Mr Pam: These are of course very difficult questions. Certainly, it is the case that both of those goals—the goal of preserving civil liberties and freedoms and the goal of addressing national security concerns—are important. They are goals that the government is tasked to accomplish. The difficulty is that there has to be a judgment on which things are achievable and at what cost. Ultimately, 100 per cent safety is not achievable and, for every additional degree of success in prosecuting national security or criminal issues, there has to be a commensurate cost that is weighed against that. Our concern is that, as you increase the amount of data retained, the period of time for which it is retained and the number of organisations required to retain it, you are inevitably significantly increasing not only the costs in the most literal sense of financial costs and so forth but also the degree to which society and the culture of our society is turned towards one in which there is a climate of fear and a climate of concern about being surveilled by the government and a lack of respect for the government and the rule of law, and those are all very serious civil liberties issues which are very difficult to effectively address. As we pointed out in our submission, similar data retention requirements in Europe are now being challenged on constitutional grounds and a number of countries because they are really very difficult to effectively address. We just do not see any adequate justification in the proposal as it is put before us now. It is not that it may not be possible to justify, but no evidence of any serious justification has as yet been put forward.
Senator FAULKNER: That is fair criticism. I have said before that there are no safeguards outlined. In fact, the detail about the proposal itself is obviously very limited. You stress in your submission that transparency and privacy are absolutely critical if such a proposal is to go ahead. Why have you focused particularly on transparency and privacy?
Mr Pam: Evidence has shown in the past that once a system of retention like this is in place there is a very strong temptation at multiple levels: at the organisational level, the temptation for an organisation to take advantage of things that make the organisation’s job easier, and at the personal level, where an individual may have access, the temptation to abuse that access. History has shown that routinely—not every day but recurringly, over a period of time—breaches do occur. The mere introduction of any such system of retention immediately exposes one to a risk. The longer the system exists, if it exists for a period of decades, then over that time it is a near certainty that there will be some abuses of the system. And then you have to weigh up the consequences of those abuses against the potential good that has come out of having the system in place. It is sometimes a difficult judgement to make, but history has shown that there are known negative consequences of introducing these systems. I think we have to think very carefully before we go ahead and put these things into place.
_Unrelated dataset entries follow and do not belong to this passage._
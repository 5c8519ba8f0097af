use std::fs;

use anyhow::{Result, anyhow};
use sqlx::sqlite::SqlitePool;

use crate::config::ExportConfig;
use crate::db::sql;
use crate::file_writer;

pub async fn run(config: &ExportConfig) -> Result<()> {
    if !config.db_path.exists() {
        return Err(anyhow!("База данных не найдена: {}", config.db_path.display()));
    }

    let db_url = format!("sqlite://{}", config.db_path.display());
    let pool = sql::get_sqlite_pool(&db_url).await?;
    println!("Подключено к SQLite.");

    // Пул закрывается на любом пути выхода, в том числе при ошибке экспорта.
    let result = export_all(&pool, config).await;
    pool.close().await;
    result
}

pub async fn export_all(pool: &SqlitePool, config: &ExportConfig) -> Result<()> {
    for target in &config.targets {
        if !sql::table_exists(pool, &target.table).await? {
            println!(
                "Пропуск: таблица {} не найдена в {}",
                target.table,
                config.db_path.display()
            );
            continue;
        }

        let data = sql::extract_table(pool, &target.table).await?;
        println!("Успешно извлечено {} строк.", data.rows.len());

        if let Some(parent) = target.output_path.parent() {
            fs::create_dir_all(parent)?;
        }
        file_writer::write_table(&data, &target.table, &target.output_path)?;
        println!(
            "Таблица {} экспортирована -> {}",
            target.table,
            target.output_path.display()
        );
    }

    println!("Экспорт всех доступных таблиц завершён.");
    Ok(())
}
//! STRATA Test Utilities
//!
//! Shared test infrastructure for the STRATA workspace:
//! - Mock fetchers, updaters and sources of truth with call recording
//! - Proptest generators for configuration
//! - Fixtures and tracing setup
//! - Assertions over read responses

pub use strata_core::{
    ConfigError, FetchError, MemoryPolicy, MulticastConfig, PersistenceError, ResponseError,
    ResponseOrigin, StoreKey, StoreReadResponse, StoreValue, StrataError, StrataResult,
    UpdaterResult,
};

use std::sync::atomic::{AtomicBool, AtomicU64, AtomicUsize, Ordering};
use std::time::Duration;

use async_trait::async_trait;
use futures_util::stream::{self, BoxStream};
use futures_util::StreamExt;
use parking_lot::Mutex;
use strata_store::{Fetcher, FetcherResult, InMemorySourceOfTruth, SourceOfTruth, Updater};

// ============================================================================
// MOCK FETCHER
// ============================================================================

/// What one call to a [`ScriptedFetcher`] produces.
#[derive(Debug, Clone, PartialEq, Eq)]
pub enum FetchStep<V> {
    Value(V),
    Values(Vec<V>),
    /// An empty stream.
    Empty,
    Fail(String),
}

/// Fetcher that plays a script, one step per call.
///
/// Calls past the end of the script repeat the last step. An empty script
/// behaves like `FetchStep::Empty`.
#[derive(Debug)]
pub struct ScriptedFetcher<V> {
    steps: Vec<FetchStep<V>>,
    calls: AtomicUsize,
    delay: Option<Duration>,
    name: Option<String>,
}

impl<V: StoreValue> ScriptedFetcher<V> {
    pub fn new(steps: Vec<FetchStep<V>>) -> Self {
        Self {
            steps,
            calls: AtomicUsize::new(0),
            delay: None,
            name: None,
        }
    }

    /// Returns the given values in order, one per call.
    pub fn values<I>(values: I) -> Self
    where
        I: IntoIterator<Item = V>,
    {
        Self::new(values.into_iter().map(FetchStep::Value).collect())
    }

    /// Wait this long before producing anything.
    pub fn with_delay(mut self, delay: Duration) -> Self {
        self.delay = Some(delay);
        self
    }

    pub fn named(mut self, name: impl Into<String>) -> Self {
        self.name = Some(name.into());
        self
    }

    /// Number of times `fetch` has been called.
    pub fn calls(&self) -> usize {
        self.calls.load(Ordering::SeqCst)
    }

    fn step(&self, call: usize) -> FetchStep<V> {
        match self.steps.len() {
            0 => FetchStep::Empty,
            len => self.steps[call.min(len - 1)].clone(),
        }
    }
}

impl<K: StoreKey, V: StoreValue> Fetcher<K, V> for ScriptedFetcher<V> {
    fn fetch(&self, _key: K) -> BoxStream<'static, FetcherResult<V>> {
        let step = self.step(self.calls.fetch_add(1, Ordering::SeqCst));
        let delay = self.delay;
        let origin_name = self.name.clone();
        stream::once(async move {
            if let Some(delay) = delay {
                tokio::time::sleep(delay).await;
            }
            step
        })
        .flat_map(move |step| {
            let results: Vec<FetcherResult<V>> = match step {
                FetchStep::Value(value) => vec![FetcherResult::Data {
                    value,
                    origin_name: origin_name.clone(),
                }],
                FetchStep::Values(values) => values
                    .into_iter()
                    .map(|value| FetcherResult::Data {
                        value,
                        origin_name: origin_name.clone(),
                    })
                    .collect(),
                FetchStep::Empty => Vec::new(),
                FetchStep::Fail(reason) => vec![FetcherResult::Error(ResponseError::Exception(
                    FetchError::Failed { reason }.into(),
                ))],
            };
            stream::iter(results)
        })
        .boxed()
    }

    fn name(&self) -> Option<&str> {
        self.name.as_deref()
    }
}

// ============================================================================
// MOCK UPDATER
// ============================================================================

/// Updater that records every post and answers with a version number.
#[derive(Debug)]
pub struct RecordingUpdater<K, V> {
    posts: Mutex<Vec<(K, V)>>,
    accept: AtomicBool,
    version: AtomicU64,
}

impl<K: StoreKey, V: StoreValue> RecordingUpdater<K, V> {
    pub fn accepting() -> Self {
        Self::with_acceptance(true)
    }

    pub fn rejecting() -> Self {
        Self::with_acceptance(false)
    }

    fn with_acceptance(accept: bool) -> Self {
        Self {
            posts: Mutex::new(Vec::new()),
            accept: AtomicBool::new(accept),
            version: AtomicU64::new(0),
        }
    }

    pub fn set_accepting(&self, accept: bool) {
        self.accept.store(accept, Ordering::SeqCst);
    }

    /// Every post so far, accepted or not.
    pub fn posts(&self) -> Vec<(K, V)> {
        self.posts.lock().clone()
    }

    pub fn post_count(&self) -> usize {
        self.posts.lock().len()
    }
}

#[async_trait]
impl<K: StoreKey, V: StoreValue> Updater<K, V, u64> for RecordingUpdater<K, V> {
    async fn post(&self, key: &K, value: &V) -> UpdaterResult<u64> {
        self.posts.lock().push((key.clone(), value.clone()));
        if self.accept.load(Ordering::SeqCst) {
            UpdaterResult::Success(self.version.fetch_add(1, Ordering::SeqCst) + 1)
        } else {
            UpdaterResult::Error(ResponseError::Message("remote unavailable".to_string()))
        }
    }
}

// ============================================================================
// MOCK SOURCE OF TRUTH
// ============================================================================

/// In-memory source of truth whose writes can be made to fail.
pub struct FlakySourceOfTruth<K, V> {
    inner: InMemorySourceOfTruth<K, V>,
    fail_writes: AtomicBool,
    writes: AtomicUsize,
}

impl<K: StoreKey, V: std::fmt::Debug> std::fmt::Debug for FlakySourceOfTruth<K, V> {
    fn fmt(&self, f: &mut std::fmt::Formatter<'_>) -> std::fmt::Result {
        f.debug_struct("FlakySourceOfTruth")
            .field("inner", &self.inner)
            .field("fail_writes", &self.fail_writes)
            .field("writes", &self.writes)
            .finish()
    }
}

impl<K: StoreKey, V: StoreValue> FlakySourceOfTruth<K, V> {
    pub fn observable() -> Self {
        Self::wrap(InMemorySourceOfTruth::observable())
    }

    pub fn one_shot() -> Self {
        Self::wrap(InMemorySourceOfTruth::one_shot())
    }

    fn wrap(inner: InMemorySourceOfTruth<K, V>) -> Self {
        Self {
            inner,
            fail_writes: AtomicBool::new(false),
            writes: AtomicUsize::new(0),
        }
    }

    pub fn set_failing(&self, failing: bool) {
        self.fail_writes.store(failing, Ordering::SeqCst);
    }

    /// Successful writes so far.
    pub fn writes(&self) -> usize {
        self.writes.load(Ordering::SeqCst)
    }

    pub fn peek(&self, key: &K) -> Option<V> {
        self.inner.peek(key)
    }
}

#[async_trait]
impl<K: StoreKey, V: StoreValue> SourceOfTruth<K, V> for FlakySourceOfTruth<K, V> {
    fn reader(&self, key: &K) -> BoxStream<'static, StrataResult<Option<V>>> {
        self.inner.reader(key)
    }

    async fn write(&self, key: &K, value: &V) -> StrataResult<()> {
        if self.fail_writes.load(Ordering::SeqCst) {
            return Err(PersistenceError::WriteFailed {
                key: format!("{:?}", key),
                reason: "injected failure".to_string(),
            }
            .into());
        }
        self.inner.write(key, value).await?;
        self.writes.fetch_add(1, Ordering::SeqCst);
        Ok(())
    }

    async fn delete(&self, key: &K) -> StrataResult<()> {
        self.inner.delete(key).await
    }

    async fn delete_all(&self) -> StrataResult<()> {
        self.inner.delete_all().await
    }
}

// ============================================================================
// PROPTEST GENERATORS
// ============================================================================

pub mod generators {
    //! Proptest strategies for STRATA configuration.

    use super::*;
    use proptest::prelude::*;

    /// Memory policies that pass validation.
    pub fn arb_memory_policy() -> impl Strategy<Value = MemoryPolicy> {
        (
            prop_oneof![
                Just((None, None)),
                (1u64..1_000).prop_map(|size| (Some(size), None)),
                (1u64..10_000).prop_map(|weight| (None, Some(weight))),
            ],
            prop_oneof![
                Just((None, None)),
                (1u64..60_000).prop_map(|ms| (Some(Duration::from_millis(ms)), None)),
                (1u64..60_000).prop_map(|ms| (None, Some(Duration::from_millis(ms)))),
            ],
        )
            .prop_map(|((max_size, max_weight), (after_write, after_access))| MemoryPolicy {
                max_size,
                max_weight,
                expire_after_write: after_write,
                expire_after_access: after_access,
            })
    }

    /// Multicast configurations that pass validation.
    pub fn arb_multicast_config() -> impl Strategy<Value = MulticastConfig> {
        (0usize..8, any::<bool>(), any::<bool>(), 1usize..4, 1usize..32).prop_map(
            |(buffer_size, keep_alive, piggybacking, min_acks, downstream_capacity)| MulticastConfig {
                buffer_size,
                keep_upstream_alive: keep_alive && buffer_size > 0,
                piggybacking_downstream: piggybacking,
                min_acks,
                downstream_capacity,
            },
        )
    }
}

// ============================================================================
// TEST FIXTURES
// ============================================================================

pub mod fixtures {
    //! Common setup for store tests.

    use super::*;

    /// Route `tracing` output to the test harness, filtered by `RUST_LOG`.
    /// Safe to call from every test.
    pub fn init_test_tracing() {
        let _ = tracing_subscriber::fmt()
            .with_env_filter(tracing_subscriber::EnvFilter::from_default_env())
            .with_test_writer()
            .try_init();
    }

    /// A small size-bounded policy without expiry.
    pub fn small_memory_policy() -> MemoryPolicy {
        MemoryPolicy::new().with_max_size(16)
    }

    /// Fetcher returning "A" on the first call and "B" on every later one.
    pub fn a_then_b() -> ScriptedFetcher<String> {
        ScriptedFetcher::values(["A".to_string(), "B".to_string()])
    }
}

// ============================================================================
// CUSTOM ASSERTIONS
// ============================================================================

pub mod assertions {
    //! Assertions over store responses and results.

    use super::*;

    /// Assert that `response` is data with the given value and origin.
    #[track_caller]
    pub fn assert_data<V: PartialEq + std::fmt::Debug>(
        response: &StoreReadResponse<V>,
        value: &V,
        origin: ResponseOrigin,
    ) {
        match response {
            StoreReadResponse::Data {
                value: got,
                origin: got_origin,
            } => {
                assert_eq!(got, value, "Wrong value");
                assert_eq!(*got_origin, origin, "Wrong origin");
            }
            other => panic!("Expected Data({:?}, {:?}), got: {:?}", value, origin, other),
        }
    }

    /// Assert the origins of a response sequence, in order.
    #[track_caller]
    pub fn assert_origins<V: std::fmt::Debug>(
        responses: &[StoreReadResponse<V>],
        origins: &[ResponseOrigin],
    ) {
        let got: Vec<ResponseOrigin> = responses.iter().map(|r| r.origin()).collect();
        assert_eq!(got, origins, "Wrong origins for {:?}", responses);
    }

    /// Assert that a StrataResult is a Config error.
    #[track_caller]
    pub fn assert_config_error<T: std::fmt::Debug>(result: &StrataResult<T>) {
        match result {
            Err(StrataError::Config(_)) => {}
            other => panic!("Expected Config error, got: {:?}", other),
        }
    }

    /// Assert that a StrataResult is a NoData fetch error.
    #[track_caller]
    pub fn assert_no_data<T: std::fmt::Debug>(result: &StrataResult<T>) {
        match result {
            Err(StrataError::Fetch(FetchError::NoData { .. })) => {}
            other => panic!("Expected NoData error, got: {:?}", other),
        }
    }
}

// ============================================================================
// TESTS
// ============================================================================
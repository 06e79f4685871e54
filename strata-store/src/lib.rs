//! STRATA Store - Read Pipeline and Write Reconciliation
//!
//! A [`Store`] answers reads from memory, then from a durable source of
//! truth, then from the remote through a [`Fetcher`]. A [`MutableStore`]
//! adds optimistic local writes that are posted to the remote through an
//! [`Updater`] and retried after failure.
//!
//! # Design
//!
//! - Concurrent reads of a key share one fetch. Each fetched value is
//!   written to the source of truth and memory before any reader sees it.
//! - Per-key [`ThreadSafetyController`] rooms keep local writes from
//!   interleaving with fetch persistence. Reads of different keys never
//!   contend.
//! - Writes apply locally first and queue per key. A successful post of the
//!   newest queued value settles every earlier request. A failed post is
//!   recorded with the [`Bookkeeper`] and retried before the next read.
//!
//! # Example
//!
//! ```ignore
//! let store = Store::builder(fetcher_fn(|id: u64| async move { api.user(id).await }))
//!     .source_of_truth(InMemorySourceOfTruth::observable())
//!     .memory_policy(MemoryPolicy::new().with_max_size(500))
//!     .build()?;
//!
//! let user = store.get(42).await?;
//! let mut updates = store.stream(StoreReadRequest::cached(42, true));
//! while let Some(response) = updates.next().await {
//!     // Cache, then Loading, then fresh Data from the fetcher
//! }
//! ```

mod bookkeeper;
mod fetcher;
mod fetcher_controller;
mod lightswitch;
mod mutable;
mod source_of_truth;
mod store;
mod thread_safety;
mod tiers;
mod updater;
mod validator;

pub use bookkeeper::{Bookkeeper, InMemoryBookkeeper};
pub use fetcher::{
    fetcher_fn, fetcher_stream_fn, FallbackFetcher, Fetcher, FetcherExt, FetcherResult,
    FnFetcher, StreamFetcher,
};
pub use lightswitch::{Gate, Lightswitch, LightswitchGuard};
pub use mutable::{MergeOutcome, MergePolicy, MutableStore, MutableStoreBuilder, PendingWrite};
pub use source_of_truth::{InMemorySourceOfTruth, MappedSourceOfTruth, SourceOfTruth};
pub use store::{default_memory_policy, Store, StoreBuilder};
pub use thread_safety::{ThreadSafety, ThreadSafetyController};
pub use tiers::RemoteSnapshot;
pub use updater::{updater_fn, FnUpdater, Updater};
pub use validator::{validator_fn, FnValidator, Validator};

// Re-export the shared types so most callers need only this crate.
pub use strata_core::{
    EagerConflictResolutionResult, MemoryPolicy, MulticastConfig, ReadCompletion, ResponseError,
    ResponseOrigin, StoreReadRequest, StoreReadResponse, StoreWriteRequest, StoreWriteResponse,
    StrataError, StrataResult, UpdaterResult,
};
Senator FAULKNER: Have you found generally in preparing your submission, which is very helpful from the perspective of this committee, that it is a challenge, given the lack of detail around many of the proposals?
Mr Pam: Absolutely.
Senator FAULKNER: I would be interested in your view, first of all, about lack of detail and, secondly, the breadth and range of the issues the committee has before us. I would be interested in your perspective on how much of a challenge that was, or if you found that a challenge in developing your submission for the committee.
Mr Pam: That is certainly the case. The time period was not enormous to start with; it was four weeks, then extended to six weeks, which was not a great amount of time. Then, as you say, there is enormous scope—and perhaps rightly so, in the sense that this scope of issues certainly needs to be addressed. The change of technology very clearly raises all these issues, and the broad scope of topics that are of concern to law enforcement and national security is a reasonable thing to attempt to address. But when it is presented in this form without any substantive detail as to how exactly these things will be monitored and how we can assure ourselves that there will not be abuses—well, we cannot—or at least how the abuses will be minimised and on whom the cost will fall, and that we have actually investigated the consequences not only for the immediate stakeholders but in terms of the general impression it leaves upon the public, it can be corrosive. It can be corrosive to a democracy when the view of the public is that they are living in a surveillance state. The extent to which we have looked into this is not very great at the moment, and that does concern us.
…
Mr WILKIE: That is the bottom line I was pursuing—it is technically possible for the government to implement a regime that would harvest and store an enormous amount of data, including information on who a person is sending an email to or getting an email from, and conceivably even storing the content of those emails, if they wanted to go down that path, to go that far. It is technically possible.
Mr Pam: Yes, in general. Particularly with the use of strong encryption, there are mechanisms that would help to bypass that to some degree. One of the things we have pointed out in our submission is that, the more interest people have in disguising information and hiding from surveillance, the more difficult it becomes to capture that information. So the likely result of putting such a regime in place is that one would generally capture everything except the information that is of most value. One would tend to impose significant costs and capture a great deal of traffic from people who are not the most motivated. But there are mechanisms that the people who are the most motivated can take that make their information very difficult to intercept.
Mr WILKIE: So it is quite conceivable that the government could put in place a very tough regime but it could be avoided by those who are a little bit tech savvy.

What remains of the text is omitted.